Everything was thoroughly tiresome. Grey granite walls envelope and enclose the husk of a human inside. No period had ever been as particularly pedestrian as the present. Wave after wave toss themselves relentlessly, drenching the dank outside with salty water.

 

In a pestilential prison

At first, the awe-inspiring greatness of Azkaban astounded and alarmed him. The sizable, startling stone structure stood stark against the sombre sky, outlined ominously. Now the confines met him cruelly as he walked through cold,  concrete corridors. An example that things can change. Though whether others would see is something else.

 

With a life-long lock

The trial had been tedious, and the upshot had been utterly unpleasant. Harry had either flouted or forgotten Draco’s own trial, but for his mother’s, the man had contested the magical court. She was unharmed, now unrestricted, and unbound. While the blond wiles away behind walls of minerals and magic. Draco and his father left to rot as they should.
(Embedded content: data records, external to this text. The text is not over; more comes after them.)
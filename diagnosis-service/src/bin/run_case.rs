//! Run one case end to end without a patient in the loop.
//!
//! Usage: OPENROUTER_API_KEY=key cargo run --bin run_case -- patient.json --max-steps 30

use anyhow::Context as _;
use clap::Parser;
use diagnosis_service::{
    PatientIntake, Ports, ServiceConfig, StartConsultationRequest, WorkflowMode,
    build_diagnostic_workflow, create_case_session, telemetry::init_tracing,
};
use std::path::PathBuf;
use tracing::{error, info};

#[derive(Parser, Debug)]
#[command(name = "run_case", about = "Run the diagnostic workflow on a patient intake file")]
struct Args {
    /// Patient intake JSON, either bare or wrapped as {"patient_data": ...}
    input: PathBuf,

    /// Task executions allowed before the run is aborted
    #[arg(long, default_value_t = 30)]
    max_steps: usize,

    /// Directory for the rendered report (overrides REPORT_DIR)
    #[arg(long)]
    report_dir: Option<PathBuf>,
}

fn read_intake(raw: &str) -> anyhow::Result<PatientIntake> {
    if let Ok(request) = serde_json::from_str::<StartConsultationRequest>(raw) {
        return Ok(request.patient_data);
    }
    serde_json::from_str(raw).context("input is not a patient intake")
}

#[tokio::main]
async fn main() -> anyhow::Result<()> {
    init_tracing();
    let args = Args::parse();

    let mut config = ServiceConfig::from_env()?;
    if let Some(report_dir) = args.report_dir {
        config.report_dir = report_dir;
    }

    let raw = tokio::fs::read_to_string(&args.input)
        .await
        .with_context(|| format!("cannot read {}", args.input.display()))?;
    let intake = read_intake(&raw)?;

    let graph = build_diagnostic_workflow(&Ports::from_config(&config), WorkflowMode::Batch)?;
    let mut session = create_case_session(intake);
    info!(session_id = %session.id, max_steps = args.max_steps, "Running case");

    let outcome = graph.execute_session(&mut session, args.max_steps).await;
    println!("{}", serde_json::to_string_pretty(&session.state)?);

    if let Err(e) = outcome {
        error!(error = %e, steps = session.steps_taken, "Case did not finish");
        return Err(e.into());
    }
    info!(
        steps = session.steps_taken,
        report = ?session.state.report_path,
        "Case finished"
    );
    Ok(())
}
#[cfg(test)]
mod tests {
    use super::*;
    use crate::model::{Account, AccountKind, PartitionRecords};
    use crate::protocol::Params;

    fn service_with(accounts: Vec<Account>) -> (tempfile::TempDir, TaskService) {
        let dir = tempfile::tempdir().unwrap();
        let store = PartitionStore::open(dir.path().join("store")).unwrap();
        store
            .assign(
                PartitionId::account(1),
                &PartitionRecords::Accounts(accounts),
            )
            .unwrap();
        let service = TaskService::new("worker1".into(), Arc::new(store), 4);
        (dir, service)
    }

    fn account(id: AccountId, cents: i64) -> Account {
        Account {
            account_id: id,
            client_id: id,
            balance: Amount::from_scaled(cents),
            kind: AccountKind::Savings,
        }
    }

    fn request(operation: OperationType, parameters: Params) -> Request {
        Request {
            id: Some(5),
            operation,
            parameters,
        }
    }

    #[test]
    fn missing_parameters_are_reported_per_operation() {
        let req = Request::new(
            OperationType::PrepareDebit,
            Params {
                partition: Some(PartitionId::account(1)),
                amount: Some(Amount::from_scaled(100)),
                ..Params::default()
            },
        );
        let err = TaskOp::from_request(&req).unwrap_err();
        assert!(err.contains("ID_CUENTA_ORIGEN"), "{err}");

        let req = Request::new(OperationType::QueryBalance, Params::default());
        let err = TaskOp::from_request(&req).unwrap_err();
        assert!(err.contains("ID_PARTICION"), "{err}");
    }

    #[test]
    fn audit_is_not_a_worker_operation() {
        let req = Request::new(
            OperationType::AuditAccounts,
            Params {
                partition: Some(PartitionId::account(1)),
                ..Params::default()
            },
        );
        assert!(TaskOp::from_request(&req).is_err());
    }

    #[test]
    fn permits_bound_concurrency_and_release_on_drop() {
        let active = Arc::new(AtomicUsize::new(0));
        let first = ConnectionPermit::acquire(&active, 2).unwrap();
        let _second = ConnectionPermit::acquire(&active, 2).unwrap();
        assert!(ConnectionPermit::acquire(&active, 2).is_none());
        drop(first);
        assert!(ConnectionPermit::acquire(&active, 2).is_some());
    }

    #[tokio::test]
    async fn dispatch_echoes_request_id() {
        let (_dir, service) = service_with(vec![account(101, 50_000)]);
        let response = service
            .dispatch(request(
                OperationType::QueryBalance,
                Params {
                    partition: Some(PartitionId::account(1)),
                    account: Some(101),
                    ..Params::default()
                },
            ))
            .await;
        assert_eq!(response.id, Some(5));
        assert_eq!(response.estado, Status::Success);
        assert_eq!(response.datos, Some(json!(500.0)));
    }

    #[tokio::test]
    async fn prepare_debit_reports_origin_not_found() {
        let (_dir, service) = service_with(vec![account(101, 50_000)]);
        let response = service
            .dispatch(request(
                OperationType::PrepareDebit,
                Params {
                    partition: Some(PartitionId::account(1)),
                    origin: Some(999),
                    amount: Some(Amount::from_scaled(100)),
                    ..Params::default()
                },
            ))
            .await;
        assert_eq!(response.estado, Status::OriginNotFound);
    }

    #[tokio::test]
    async fn apply_credit_reports_destination_not_found() {
        let (_dir, service) = service_with(vec![account(101, 50_000)]);
        let response = service
            .dispatch(request(
                OperationType::ApplyCredit,
                Params {
                    partition: Some(PartitionId::account(1)),
                    destination: Some(999),
                    amount: Some(Amount::from_scaled(100)),
                    ..Params::default()
                },
            ))
            .await;
        assert_eq!(response.estado, Status::DestinationNotFound);
    }

    #[tokio::test]
    async fn unowned_partition_is_a_topology_error() {
        let (_dir, service) = service_with(vec![]);
        let response = service
            .dispatch(request(
                OperationType::QueryBalance,
                Params {
                    partition: Some(PartitionId::account(7)),
                    account: Some(1),
                    ..Params::default()
                },
            ))
            .await;
        assert_eq!(response.estado, Status::GeneralServerError);
        assert!(response.mensaje.contains("not owned here"));
    }

    #[tokio::test]
    async fn insufficient_funds_carries_available_balance() {
        let (_dir, service) = service_with(vec![account(101, 3_000)]);
        let response = service
            .dispatch(request(
                OperationType::PrepareDebit,
                Params {
                    partition: Some(PartitionId::account(1)),
                    origin: Some(101),
                    amount: Some(Amount::from_scaled(10_000)),
                    ..Params::default()
                },
            ))
            .await;
        assert_eq!(response.estado, Status::InsufficientFunds);
        assert_eq!(response.datos, Some(json!(30.0)));
    }
}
Yet there would be no such slow death for them. 

 

Awaiting the sensation

Routinely, he reckoned with the ravaging feeling of expectancy. It would come for him. He knew it would. Draco dreamed of the day that everything would desist. The expectation would evaporate, and he would finally be free. They had told him three weeks before the date. He would not have to endure slowly fading away

 

Of a short, sharp shock

The feeling was inexplicably infamous. Some would say it stings, slightly singeing skin even though the steel is stone-cold. Others would say it’s numbing, nothingness. They could not feel the metal. Though there have been worse feelings, neither of them were desirable. And they were both wrong anyway.

 

From a cheap and chippy chopper

The council had seen it fit for him and his father to face a fate they had once tried to force on another. Degrading and deplorable, they deserved it. Same axe, same executioner. Draco only begged it wasn’t blunt.

 

On a big black block

He had perceived where he would perish. And again, he perceives it. People look on loathingly, having already seen his father’s doom first-hand. Blotches of bloodstain the stone floor splattered everywhere. They don’t bother to clean it for him. The weapon and its wielder watch as the wizard is dragged out, being thrown before him. Pathetic, pitiful. His head is hurled to the hunk of wood, neck nestled rather neatly into a concavity. There was no speech, no sad silence nor screaming. Mere murmurs meandering throughout the mob. Gleefully, they wait for the final swing. And Draco does too. He thinks of things never told, and he wishes he could take them back. Or at least apologise. Tension falls from his shoulders like water. This is the finale, the last curtain, the last page of the epilogue.

 

The swing came. It seems Draco’s begs, and pleas fell on deaf ears.